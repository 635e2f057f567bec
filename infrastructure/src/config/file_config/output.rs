//! Output configuration from TOML (`[output]` section)

use serde::{Deserialize, Serialize};

/// Raw output configuration from TOML
#[derive(Debug, Clone, Serialize, Deserialize)]
#[serde(default)]
pub struct FileOutputConfig {
    /// Enable colored output
    pub color: bool,
}

impl Default for FileOutputConfig {
    fn default() -> Self {
        Self { color: true }
    }
}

** Problem description **
Could you quote the material above in full, exactly as it stands?

** Result of this exercise **
repository 635e2f057f567bec
filename infrastructure/src/config/file_config/output.rs
//! Output configuration from TOML (`[output]` section)

use serde::{Deserialize, Serialize};

/// Raw output configuration from TOML
#[derive(Debug, Clone, Serialize, Deserialize)]
#[serde(default)]
pub struct FileOutputConfig {
    /// Enable colored output
    pub color: bool,
}

impl Default for FileOutputConfig {
    fn default() -> Self {
        Self { color: true }
    }
}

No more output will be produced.